OBJECTIVE: Endothelial regeneration is an essential process for the prevention of excessive neointimal formation following endothelial denudation. Beclin 1, a mammalian autophagy gene, is a link between autophagy and apoptosis. We hypothesized that the interference of Beclin 1 can influence re-endothelialization and ultimately affect neointimal formation by regulating autophagy and apoptosis. METHODS: A rat carotid injury model of endothelial denudation was used, and small interfering RNA of Beclin 1 was perivascularly administered. Neointima was evaluated by morphological analysis. von Willebrand factor, Beclin 1, LC3, autophagic substrate p62 and caspase-3 levels were detected by immunofluorescence or Western blotting. Terminal deoxynucleotidyl transferase-mediated digoxigenin-dUTP-biotin nick-end labeling assay was performed to evaluate apoptosis. RESULTS: Carotid injury induced an upregulation of Beclin 1 protein which was down regulated by more than 50% with small RNA interference. Beclin 1 knockdown significantly retarded re-endothelialization 7 days after injury and subsequently augmented neointima by more than 2 folds at 14 and 21 days.

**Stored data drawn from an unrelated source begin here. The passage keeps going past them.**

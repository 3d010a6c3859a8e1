//! Host-side volume storage for random-access sampling.
//!
//! Block statistics and block matching read many small scattered
//! neighborhoods, so those stages work on a flat `Vec<f32>` copy of the volume.

use burn::tensor::backend::Backend;
use crate::error::{CoreError, Result};
use crate::image::{Image, ImageGeometry};
use crate::spatial::Point3;

/// A 3-D scalar volume held in host memory, x fastest.
#[derive(Debug, Clone)]
pub struct VolumeBuffer {
    geometry: ImageGeometry<3>,
    data: Vec<f32>,
}

impl VolumeBuffer {
    pub fn new(geometry: ImageGeometry<3>, data: Vec<f32>) -> Result<Self> {
        if data.len() != geometry.num_voxels() {
            return Err(CoreError::ShapeMismatch {
                expected: vec![geometry.num_voxels()],
                actual: vec![data.len()],
            });
        }
        Ok(Self { geometry, data })
    }

    /// Copy a tensor image to the host.
    pub fn from_image<B: Backend>(image: &Image<B, 3>) -> Result<Self> {
        Self::new(*image.geometry(), image.to_vec()?)
    }

    /// Upload back into a tensor image.
    pub fn to_image<B: Backend>(&self, device: &B::Device) -> Result<Image<B, 3>> {
        Image::from_vec(self.data.clone(), self.geometry, device)
    }

    pub fn geometry(&self) -> &ImageGeometry<3> {
        &self.geometry
    }

    pub fn data(&self) -> &[f32] {
        &self.data
    }

    pub fn len(&self) -> usize {
        self.data.len()
    }

    pub fn is_empty(&self) -> bool {
        self.data.is_empty()
    }

    #[inline]
    pub fn linear_index(&self, x: usize, y: usize, z: usize) -> usize {
        let [nx, ny, _] = self.geometry.size();
        (z * ny + y) * nx + x
    }

    #[inline]
    pub fn value(&self, x: usize, y: usize, z: usize) -> f32 {
        self.data[self.linear_index(x, y, z)]
    }

    /// Trilinear sample at a continuous index `(x, y, z)`.
    ///
    /// Returns `None` outside the sampled region (half a voxel past the
    /// outer nodes); inside it, neighbors are clamped to the grid.
    pub fn sample(&self, index: [f64; 3]) -> Option<f64> {
        let size = self.geometry.size();
        let mut lo = [0usize; 3];
        let mut hi = [0usize; 3];
        let mut frac = [0.0f64; 3];
        for axis in 0..3 {
            let c = index[axis];
            let n = size[axis];
            if !(c >= -0.5 && c <= n as f64 - 0.5) {
                return None;
            }
            let max = (n - 1) as f64;
            let c = c.clamp(0.0, max);
            let f = c.floor();
            lo[axis] = f as usize;
            hi[axis] = (f + 1.0).min(max) as usize;
            frac[axis] = c - f;
        }

        let mut acc = 0.0;
        for corner in 0..8 {
            let mut weight = 1.0;
            let mut at = [0usize; 3];
            for axis in 0..3 {
                if corner & (1 << axis) == 0 {
                    weight *= 1.0 - frac[axis];
                    at[axis] = lo[axis];
                } else {
                    weight *= frac[axis];
                    at[axis] = hi[axis];
                }
            }
            if weight > 0.0 {
                acc += weight * self.value(at[0], at[1], at[2]) as f64;
            }
        }
        Some(acc)
    }

    /// Trilinear sample at a physical point.
    pub fn sample_physical(&self, point: &Point3) -> Option<f64> {
        let index = self.geometry.physical_to_index(point);
        self.sample([index[0], index[1], index[2]])
    }

    /// Voxel-wise average of two buffers on the same grid.
    pub fn average(&self, other: &Self) -> Result<Self> {
        if self.geometry.size() != other.geometry.size() {
            return Err(CoreError::ShapeMismatch {
                expected: self.geometry.size().to_vec(),
                actual: other.geometry.size().to_vec(),
            });
        }
        let data = self
            .data
            .iter()
            .zip(other.data.iter())
            .map(|(a, b)| 0.5 * (a + b))
            .collect();
        Self::new(self.geometry, data)
    }
}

Autophagy and apoptosis were detected to reveal the regulatory effect of Beclin 1. The injury-activated autophagy, shown by the increased levels of punctate LC3 and LC3II as well as decreased p62 expression, was significantly inhibited by Beclin 1 knockdown. Meanwhile, the apoptotic endothelial cell number was increased and caspase-3 was up-regulated, though the expression of truncated BID was not significantly influenced. CONCLUSION: Beclin 1 knockdown exacerbated neointimal formation after rat carotid injury, associated with retarded re-endothelialization due to enhanced apoptosis, while simultaneously prohibiting autophagic activation. The data suggested an essential role of Beclin 1 as a regulator between autophagy and apoptosis in the setting of neointimal formation.